Okay, I'll stop that Amidar run for now, because I need the machine for other things. There was some wonky stuff going on; I'll save the results.txt (what's left of it after the restart) and the checkpoints/ directory, just in case anyone wants to have a look.

[Time: 1327] [Episode: 18465 Score: 2.0000] [RScore: 10.8540 RPPS: 1866] [PPS: 1857 TPS: 35] [NT: 8 NP: 5 NA: 33]

4SkyNet commented 7 years ago

If you use gym for your experiments -> try to use all in Deterministic mode, since that Amidar-v0 should be AmidarDeterministic-v3 or wrap v0 manually to become a deterministic with constant frame skipping. PS> DeepMind's 1-day is equal to 80mil and they use 16 parallel workers.

nczempin commented 7 years ago

If you use gym for your experiments -> try to use all in Deterministic mode, since that Amidar-v0 should be AmidarDeterministic-v3 or wrap v0 manually to become a deterministic with constant frame skipping. PS> DeepMind's 1-day is equal to 80mil and they use 16 parallel workers.

Oh, okay, I'll do that.
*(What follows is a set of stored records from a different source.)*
//! Bring-up of the inference session and detector module.

use std::sync::Arc;

use anaface_vision::stage::{stages, StageTimer};
use anaface_vision::{FacePipeline, ModelRuntime, Surface, Thresholds};
use tracing::{debug, info};

use crate::error::{WorkerError, WorkerResult};

/// Owns the runtime used to acquire the session and detector.
///
/// Both acquisitions run concurrently and both must succeed; the first
/// failure aborts the join. Nothing is retried.
#[derive(Clone)]
pub struct SessionManager {
    runtime: Arc<dyn ModelRuntime>,
    thresholds: Thresholds,
}

impl SessionManager {
    pub fn new(runtime: Arc<dyn ModelRuntime>, thresholds: Thresholds) -> Self {
        Self {
            runtime,
            thresholds,
        }
    }

    pub fn thresholds(&self) -> Thresholds {
        self.thresholds
    }

    /// Acquire everything and take ownership of `surface`.
    pub async fn bring_up(&self, surface: Surface) -> WorkerResult<FacePipeline> {
        let timer = StageTimer::start(stages::INIT);
        let runtime = &self.runtime;

        let session = async {
            let configured = runtime.configure_backend().await?;
            debug!(configured_now = configured, "Inference backend available");
            runtime.create_session().await
        };
        let detector = runtime.create_detector();

        let (session, detector) = tokio::try_join!(session, detector)?;
        let provider = session.provider();
        let detector_name = detector.name();

        let pipeline = FacePipeline::new(surface, session, detector, self.thresholds)
            .map_err(WorkerError::from)?;
        let elapsed = timer.finish();

        info!(
            provider = %provider,
            detector = detector_name,
            size = pipeline.size(),
            elapsed_ms = elapsed * 1000.0,
            "Face detection pipeline ready"
        );
        Ok(pipeline)
    }
}

impl std::fmt::Debug for SessionManager {
    fn fmt(&self, f: &mut std::fmt::Formatter<'_>) -> std::fmt::Result {
        f.debug_struct("SessionManager")
            .field("thresholds", &self.thresholds)
            .finish_non_exhaustive()
    }
}

#[cfg(test)]
mod tests {
    use super::*;
    use anaface_models::ErrorKind;
    use anaface_vision::{
        DetectionHeads, ExecutionTarget, FaceDetector, InferenceSession, InputTensor,
        OnceInit, RetinaFaceDetector, VisionError, VisionResult,
    };
    use async_trait::async_trait;
    use std::sync::atomic::{AtomicUsize, Ordering};

    struct EmptySession;

    #[async_trait]
    impl InferenceSession for EmptySession {
        async fn run(&mut self, input: InputTensor) -> VisionResult<DetectionHeads> {
            Ok(DetectionHeads::zeroed(input.size() as u32))
        }

        fn provider(&self) -> ExecutionTarget {
            ExecutionTarget::Cpu
        }
    }

    #[derive(Default)]
    struct FakeRuntime {
        backend: OnceInit,
        sessions: AtomicUsize,
        fail_session: bool,
        fail_detector: bool,
    }

    #[async_trait]
    impl ModelRuntime for FakeRuntime {
        async fn configure_backend(&self) -> VisionResult<bool> {
            self.backend.run(|| async { Ok(()) }).await
        }

        async fn create_session(&self) -> VisionResult<Box<dyn InferenceSession>> {
            self.sessions.fetch_add(1, Ordering::SeqCst);
            if self.fail_session {
                return Err(VisionError::model_not_found("det_10g.onnx"));
            }
            Ok(Box::new(EmptySession))
        }

        async fn create_detector(&self) -> VisionResult<Box<dyn FaceDetector>> {
            if self.fail_detector {
                return Err(VisionError::backend_init("detector module failed to load"));
            }
            Ok(Box::new(RetinaFaceDetector::new()))
        }
    }

    #[tokio::test]
    async fn test_bring_up_builds_pipeline() {
        let runtime = Arc::new(FakeRuntime::default());
        let manager = SessionManager::new(runtime.clone(), Thresholds::default());

        let pipeline = manager.bring_up(Surface::square(64)).await.unwrap();
        assert_eq!(pipeline.size(), 64);
        assert_eq!(runtime.backend.runs(), 1);
        assert_eq!(runtime.sessions.load(Ordering::SeqCst), 1);
    }

    #[tokio::test]
    async fn test_backend_configured_once_across_bring_ups() {
        let runtime = Arc::new(FakeRuntime::default());
        let first = SessionManager::new(runtime.clone(), Thresholds::default());
        let second = SessionManager::new(runtime.clone(), Thresholds::default());

        first.bring_up(Surface::square(32)).await.unwrap();
        second.bring_up(Surface::square(32)).await.unwrap();
        assert_eq!(runtime.backend.runs(), 1);
        assert_eq!(runtime.sessions.load(Ordering::SeqCst), 2);
    }

    #[tokio::test]
    async fn test_session_failure_is_fatal() {
        let runtime = Arc::new(FakeRuntime {
            fail_session: true,
            ..FakeRuntime::default()
        });
        let manager = SessionManager::new(runtime, Thresholds::default());
        let err = manager.bring_up(Surface::square(32)).await.unwrap_err();
        assert_eq!(err.kind(), ErrorKind::Fatal);
    }

    #[tokio::test]
    async fn test_detector_failure_aborts_join() {
        let runtime = Arc::new(FakeRuntime {
            fail_detector: true,
            ..FakeRuntime::default()
        });
        let manager = SessionManager::new(runtime, Thresholds::default());
        let err = manager.bring_up(Surface::square(32)).await.unwrap_err();
        assert_eq!(err.kind(), ErrorKind::Fatal);
    }
}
Would that explain the sudden meltdown?

4SkyNet commented 7 years ago

@nczempin no, mostly not --> but it can affect on the learning process in time and quality >> stochastic gym's v0 environments can lead you agent from the same state to one another within 2..5 frames randomly: https://github.com/openai/gym/blob/master/gym/envs/atari/atari_env.py#L80 You can also manually control it something like (or use v-3):

from gym.wrappers.frame_skipping import SkipWrapper
...
frame_skip = 4
self.gym = gym.make(env)
if frame_skip is not None:
    skip_wrapper = SkipWrapper(frame_skip)
    self.gym = skip_wrapper(self.gym)
nczempin commented 7 years ago

Hm.

with ./_clean.sh;./_train.sh ATARI_GAME='BoxingDeterministic-v3' TRAINING_MIN_BATCH_SIZE=40 with GAE I seem to get a similarly strange behaviour; I'm guessing it's a bug in the GAE code (I will let the non-GAE version run overnight for comparison):

[Time: 11415] [Episode: 12890 Score: 4.0000] [RScore: 3.2790 RPPS: 1912] [PPS: 1909 TPS: 36] [NT: 25 NP: 2 NA: 31]
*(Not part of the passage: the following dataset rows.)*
//! Face detection worker binary.
//!
//! Reads one JSON command per stdin line and writes one JSON reply per stdout
//! line, in the same order.

use std::sync::Arc;

use anyhow::Context;
use tokio::io::{AsyncBufReadExt, AsyncWriteExt, BufReader};
use tracing::{error, info};

use anaface_vision::OrtRuntime;
use anaface_worker::host::command_from_line;
use anaface_worker::logging::init_tracing;
use anaface_worker::metrics::init_metrics;
use anaface_worker::{spawn, CommandRouter, SessionManager, WorkerConfig};

#[tokio::main]
async fn main() -> anyhow::Result<()> {
    // Load environment variables
    dotenvy::dotenv().ok();

    init_tracing();
    info!("Starting anaface-worker");

    let config = WorkerConfig::from_env();
    info!("Worker config: {:?}", config);

    if let Some(addr) = config.metrics_addr {
        init_metrics(addr)?;
        info!(%addr, "Prometheus exporter listening");
    }

    let runtime = Arc::new(OrtRuntime::new(config.model_config()));
    let router = CommandRouter::new(SessionManager::new(runtime, config.thresholds()));
    let (commands, mut replies, router_task) = spawn(router, config.queue_capacity).into_parts();

    let writer = tokio::spawn(async move {
        let mut stdout = tokio::io::stdout();
        while let Some(reply) = replies.recv().await {
            let line = reply.to_line().context("Failed to encode reply")?;
            stdout.write_all(line.as_bytes()).await?;
            stdout.write_all(b"\n").await?;
            stdout.flush().await?;
        }
        anyhow::Ok(())
    });

    let mut lines = BufReader::new(tokio::io::stdin()).lines();
    while let Some(line) = lines.next_line().await.context("Failed to read stdin")? {
        let Some(command) = command_from_line(&line, config.surface_size).await else {
            continue;
        };
        if commands.send(command).await.is_err() {
            error!("Router stopped, dropping remaining input");
            break;
        }
    }

    info!("Input closed, draining worker");
    drop(commands);
    router_task.await.context("Router task failed")?;
    writer.await.context("Writer task failed")??;

    info!("anaface-worker stopped");
    Ok(())
}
Here's the "high water mark" of RScore (average score over the default 1000 episodes): [Time: 7652] [Episode: 9265 Score: 68.0000] [RScore: 60.2050 RPPS: 1905] [PPS: 1910 TPS: 36] [NT: 22 NP: 4 NA: 34]

A wild guess would be that some integer overflows somewhere.

nczempin commented 7 years ago

./_clean.sh;./_train.sh ATARI_GAME='BoxingDeterministic-v3' TRAINING_MIN_BATCH_SIZE=40 without the changes from the GAE PR

[Time: 3601] [Episode: 2634 Score: 5.0000] [RScore: 1.6630 RPPS: 1560] [PPS: 1565 TPS: 30] [NT: 6 NP: 2 NA: 35] [Time: 5885] [Episode: 5200 Score: 81.0000] [RScore: 68.2340 RPPS: 1583] [PPS: 1579 TPS: 30] [NT: 8 NP: 3 NA: 36] [Time: 7200] [Episode: 8165 Score: 88.0000] [RScore: 88.1870 RPPS: 1575] [PPS: 1579 TPS: 30] [NT: 7 NP: 3 NA: 34] [Time: 8045] [Episode: 10298 Score: 100.0000] [RScore: 92.0040 RPPS: 1564] [PPS: 1577 TPS: 30] [NT: 7 NP: 3 NA: 34] [Time: 24041] [Episode: 55034 Score: 96.0000] [RScore: 99.0730 RPPS: 649] [PPS: 1505 TPS: 28] [NT: 8 NP: 5 NA: 20]

4SkyNet commented 7 years ago

Thx for the experiments! I also noticed some meltdowns through the training process with Atari Boxing, for example: A3C-FF_without-GAE boxing-8th-35mil A3C-LSTM1_without-GAE da3c_cur-lstm_8ag_gym_boxing A3C-LSTM2_without-GAE da3c_tf-lstm_8ag_gym_boxing

nczempin commented 7 years ago

Thx for the experiments! I also notice some meltdowns through the training process with Atari Boxing

Hm. That would indicate that I should leave it running for longer and not look at the score.

nczempin commented 7 years ago

And perhaps that I need to clarify my intuition about what the score represents.

So just using your (@4SkyNet) bottom diagram "A3C-LSTM2_without-GAE", my understanding was that at around 20 M, we would have had a network that would have given us 80 points on average, within some variation (but none that would ever, within probabilistic confidence, cause us to go below 40 or so points).

And between 20 and 22.5, we are exploring and not finding improvement, but we could always go back to what we had at 20 M.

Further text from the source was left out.